To build this stat, the AWS Generative AI Innovation Center team leveraged more than 90,000 passing plays over the past five seasons provided by Next Gen Stats. This data, captured at a rate of 10 times per second, includes advanced player-tracking data points like the coordinates, velocities, and orientations of every player during every play. The challenge lays in distilling this data into a model that accurately predicts the probability of pressure while accounting for dynamic variables like blockers, defenders, and play formations.
This seemingly straightforward task poses a number of complexities due to the nuanced interactions of players, positions, and movements on the field as well as technical challenges not uncommon to most data science or AI initiatives.

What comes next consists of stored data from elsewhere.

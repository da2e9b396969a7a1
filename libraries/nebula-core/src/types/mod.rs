mod ids;
mod track;

pub use ids::TrackId;
pub use track::{Track, TrackDetails};
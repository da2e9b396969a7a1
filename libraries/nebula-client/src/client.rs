//! Main Nebula service client.

use crate::catalog::CatalogClient;
use crate::error::{ClientError, Result};
use crate::likes::LikesClient;
use crate::streams::StreamClient;
use crate::types::ClientConfig;
use reqwest::{Client, Response};
use serde::de::DeserializeOwned;

/// Main client for the Nebula backend.
///
/// Holds one pooled HTTP client and hands out borrowing sub-clients for the
/// stream, like, and catalog endpoints.
///
/// # Example
///
/// ```ignore
/// use nebula_client::{ClientConfig, NebulaClient};
///
/// let client = NebulaClient::new(ClientConfig::new("http://127.0.0.1:8000"))?;
/// let liked = client.likes().get_all().await?;
/// println!("{} liked tracks", liked.len());
/// ```
#[derive(Debug, Clone)]
pub struct NebulaClient {
    http: Client,
    config: ClientConfig,
}

impl NebulaClient {
    /// Create a new client with the given configuration.
    pub fn new(config: ClientConfig) -> Result<Self> {
        // Validate URL
        if config.url.is_empty() {
            return Err(ClientError::InvalidUrl("URL cannot be empty".into()));
        }

        // Parse and normalize URL
        let url = config.url.trim_end_matches('/').to_string();
        if !url.starts_with("http://") && !url.starts_with("https://") {
            return Err(ClientError::InvalidUrl(
                "URL must start with http:// or https://".into(),
            ));
        }
        url::Url::parse(&url).map_err(|e| ClientError::InvalidUrl(e.to_string()))?;

        let http = Client::builder()
            .timeout(config.timeout)
            .connect_timeout(config.connect_timeout)
            .user_agent(format!("Nebula/{}", env!("CARGO_PKG_VERSION")))
            .build()
            .map_err(ClientError::Request)?;

        Ok(Self {
            http,
            config: ClientConfig { url, ..config },
        })
    }

    /// Get the backend URL.
    pub fn url(&self) -> &str {
        &self.config.url
    }

    /// Get the client configuration.
    pub fn config(&self) -> &ClientConfig {
        &self.config
    }

    /// Stream resolution endpoints.
    pub fn streams(&self) -> StreamClient<'_> {
        StreamClient::new(&self.http, &self.config)
    }

    /// Liked track endpoints.
    pub fn likes(&self) -> LikesClient<'_> {
        LikesClient::new(&self.http, &self.config.url)
    }

    /// Search, track details, and autoplay endpoints.
    pub fn catalog(&self) -> CatalogClient<'_> {
        CatalogClient::new(&self.http, &self.config.url)
    }
}

/// Map a transport failure, separating "server down" from other errors.
pub(crate) fn send_error(err: reqwest::Error) -> ClientError {
    if err.is_connect() || err.is_timeout() {
        ClientError::ServerUnreachable(err.to_string())
    } else {
        ClientError::Request(err)
    }
}

/// Decode a JSON body, or turn a non-success status into `ServerError`.
pub(crate) async fn read_json<T: DeserializeOwned>(response: Response, what: &str) -> Result<T> {
    let status = response.status();

    if status.is_success() {
        response.json().await.map_err(|e| {
            ClientError::ParseError(format!("Failed to parse {} response: {}", what, e))
        })
    } else {
        let error_text = response.text().await.unwrap_or_default();
        Err(ClientError::ServerError {
            status: status.as_u16(),
            message: error_text,
        })
    }
}
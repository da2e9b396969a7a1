//! Nebula Playback
//!
//! Client-side playback orchestration: decides what is playing, what plays
//! next, and keeps those decisions consistent while network lookups race
//! each other.
//!
//! This crate provides:
//! - Playback controller (play, skip, transport controls)
//! - Memoized stream resolution (bounded LRU, TTL, request coalescing)
//! - Up-next policies (static context vs. autoplay recommendations)
//! - Liked-track registry synced with the remote service
//! - Recent history (bounded, deduplicated, most recent first)
//! - Audio sink boundary with an explicit state machine
//!
//! # Architecture
//!
//! `nebula-playback` does no I/O of its own:
//! - No HTTP client (remote services come in through `nebula-core` traits)
//! - No database (persistence goes through `PlaybackStore`)
//! - No audio decoding (the platform implements [`AudioSink`])
//!
//! # Example: Sink state machine
//!
//! ```rust
//! use nebula_playback::{SinkEvent, SinkState, Volume};
//!
//! let state = SinkState::Idle.on_load();
//! assert_eq!(state, SinkState::Loading);
//!
//! let state = state.on_event(&SinkEvent::Play);
//! assert!(state.is_playing());
//!
//! assert_eq!(Volume::new(1.5).level(), 1.0);
//! ```

mod controller;
mod error;
mod events;
mod history;
mod likes;
mod queue;
mod resolver;
mod sink;
pub mod types;
mod upnext;
mod volume;

// Public exports
pub use controller::{PlaybackController, PlaybackServices};
pub use error::{PlaybackError, Result};
pub use events::PlaybackEvent;
pub use history::RecentHistory;
pub use likes::LikeRegistry;
pub use queue::PlayQueue;
pub use resolver::StreamResolver;
pub use sink::{AudioSink, SinkEvent, SinkState};
pub use types::{Direction, IgnoreReason, PlayOutcome, PlaybackConfig, PlaybackState};
pub use upnext::{QueuePlan, QueuePolicy, UpNextEngine};
pub use volume::Volume;
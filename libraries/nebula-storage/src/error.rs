//! Errors raised by the playback store
use thiserror::Error;

/// Result type for storage operations
pub type Result<T> = std::result::Result<T, StorageError>;

#[derive(Error, Debug)]
pub enum StorageError {
    /// Schema could not be brought up to date
    #[error("Migration failed: {0}")]
    Migration(#[from] sqlx::migrate::MigrateError),

    /// A track could not be encoded for storage
    #[error("Track encoding failed: {0}")]
    Encoding(#[from] serde_json::Error),

    /// Query or connection failure
    #[error(transparent)]
    Database(#[from] sqlx::Error),
}

impl From<StorageError> for nebula_core::NebulaError {
    fn from(err: StorageError) -> Self {
        Self::storage(err.to_string())
    }
}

Automating blocker and rusher identification
Meanwhile, on a parallel track, AWS engineers also worked on automating the identification of blockers and rushers with a goal was to develop models that could autonomously identify players’ roles on the field. This process traditionally relies on manual charting that is prone to label errors and often takes hours to generate.
The approach is a blend of machine learning techniques, starting from baseline models that use simple positional features to predict roles. Gradually, models evolved to incorporate dynamic variables like player speed, distance, and orientation throughout play. The pinnacle of their work is a graph neural network (GNN) that treats each player as a node in a network, capturing their spatial relationships and interactions to identify blockers and rushers on a given play.

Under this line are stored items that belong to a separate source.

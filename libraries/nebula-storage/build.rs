//! Build script for nebula-storage.
//!
//! This script ensures the crate is rebuilt when database migrations change.

fn main() {
    // Trigger rebuild when migrations change
    println!("cargo:rerun-if-changed=migrations");
}
//! undigraph 演示程序
//!
//! 构建一条路径图，打印顶点和边，删除一个顶点后再次打印

use anyhow::Context;
use clap::Parser;
use tracing::info;
use tracing_subscriber::EnvFilter;
use undigraph::cli::{PrintMode, Printer};
use undigraph::{EdgeId, UndirectedGraph, VertexId};

/// 演示图的最大顶点数
const MAX_VERTICES: i64 = 1_000_000;

#[derive(Parser, Debug)]
#[command(name = "undigraph-demo")]
#[command(about = "undigraph 无向图演示")]
struct Args {
    /// 路径图的顶点数
    #[arg(
        short = 'n',
        long,
        default_value = "3",
        value_parser = clap::value_parser!(i64).range(0..=MAX_VERTICES)
    )]
    vertices: i64,

    /// 要删除的顶点 ID
    #[arg(short, long, default_value = "2")]
    delete: i64,

    /// 以 JSON 输出操作统计
    #[arg(long, conflicts_with = "prometheus")]
    json: bool,

    /// 以 Prometheus 文本格式输出操作统计
    #[arg(long)]
    prometheus: bool,

    /// 垂直显示结果
    #[arg(short = 'G', long)]
    vertical: bool,

    /// 日志级别（RUST_LOG 优先）
    #[arg(long, default_value = "info")]
    log_level: String,
}

fn main() -> anyhow::Result<()> {
    let args = Args::parse();

    let filter = EnvFilter::try_from_default_env()
        .or_else(|_| EnvFilter::try_new(&args.log_level))
        .context("无效的日志级别")?;
    tracing_subscriber::fmt().with_env_filter(filter).init();

    println!("undigraph {} - 无向图演示", undigraph::VERSION);
    println!("==============================");

    let capacity = args.vertices as usize;
    let mut graph: UndirectedGraph<String, EdgeId, String> =
        UndirectedGraph::with_capacity(capacity, capacity.saturating_sub(1));

    for id in 1..=args.vertices {
        graph.insert_vertex(VertexId::new(id), format!("v{}", id));
    }
    for id in 1..args.vertices {
        let (a, b) = (VertexId::new(id), VertexId::new(id + 1));
        graph.insert_edge(a, b, format!("e{}{}", id, id + 1))?;
    }

    info!(
        vertices = graph.n_vertices(),
        edges = graph.n_edges(),
        "路径图构建完成"
    );

    let mode = if args.vertical {
        PrintMode::Vertical
    } else {
        PrintMode::Table
    };
    let printer = Printer::new(mode);

    println!("\n顶点:");
    print!("{}", printer.print_vertices(&graph));
    println!("\n边:");
    print!("{}", printer.print_edges(&graph));

    let target = VertexId::new(args.delete);
    if graph.delete_vertex(target) {
        info!(vertex = %target, "已删除顶点");
    } else {
        info!(vertex = %target, "顶点不存在，未删除");
    }

    println!("\n删除顶点 {} 后:", target);
    print!("{}", printer.print_vertices(&graph));
    print!("{}", printer.print_edges(&graph));

    println!("\n统计:");
    if args.json {
        println!("{}", serde_json::to_string_pretty(graph.stats())?);
    } else if args.prometheus {
        print!("{}", graph.stats().to_prometheus());
    } else {
        print!(
            "{}",
            printer.print_stats(graph.n_vertices(), graph.n_edges(), graph.stats())
        );
    }

    Ok(())
}

#[cfg(test)]
mod tests {
    use super::*;

    #[test]
    fn test_args_defaults() {
        let args = Args::try_parse_from(["undigraph-demo"]).unwrap();

        assert_eq!(args.vertices, 3);
        assert_eq!(args.delete, 2);
        assert!(!args.json && !args.prometheus);
    }

    #[test]
    fn test_args_vertices_range() {
        assert!(Args::try_parse_from(["undigraph-demo", "-n", "1000000"]).is_ok());
        assert!(Args::try_parse_from(["undigraph-demo", "-n", "1000001"]).is_err());
        assert!(Args::try_parse_from(["undigraph-demo", "-n", "1000000000000"]).is_err());
        assert!(Args::try_parse_from(["undigraph-demo", "--vertices=-1"]).is_err());
    }

    #[test]
    fn test_args_stats_format_conflict() {
        assert!(Args::try_parse_from(["undigraph-demo", "--json", "--prometheus"]).is_err());
        assert!(Args::try_parse_from(["undigraph-demo", "--prometheus"]).unwrap().prometheus);
    }
}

Figure 2: For rusher and blocker identifications, AWS built an AutoGluon model that achieves greater than 99% accuracy by using positional and spatial temporal features such as x,y coordinate, speed, and orientation throughout the first 3 seconds of the play. In total, 183 features are used to build the model.
The art of sophistication and simplification
AWS initially explored neural network models to estimate pressure score and situational average player movement. However, the complexity of the underlying data and the inconsistencies in player positioning during a play necessitated both sophistication and simplification. For pressure score estimation, the approach evolved into a more focused one-player-at-a-time prediction combined with advanced feature engineering. This pivot led to significantly improved results, addressing the model’s instability, and enhancing the probability estimates for pressure events.
On the other hand, AWS developed a state-of-the-art transformer-based system for the estimation of situational average player movement. In the field of AI, a proper design choice often matters a lot. Sometimes a simpler model combined with carefully engineered features is more suitable for a specific task, and there are also tasks for which a state-of-the-art method needs to be employed. In the case of pressure, the simpler model yields better results.
Figure 3: The system estimates a situational average player scenario: “How would an average player have done in that situation instead of Player X?”. The situational average player estimation system estimates the movement of a hypothetical average player based on the other players’ behaviors on the field. It trained on ~200K play snippets.
The road ahead: Data-driven insights
The technical achievements unveiled by AWS scientists are just the tip of the iceberg. The journey of predicting pressure probabilities identifying blockers and rushers showcases the power of blending technical prowess with deep subject-matter expertise. The lessons learned, the models refined, and the insights derived through this data-driven journey open doors to a new era of football analysis that combines technological innovation and passion for the game.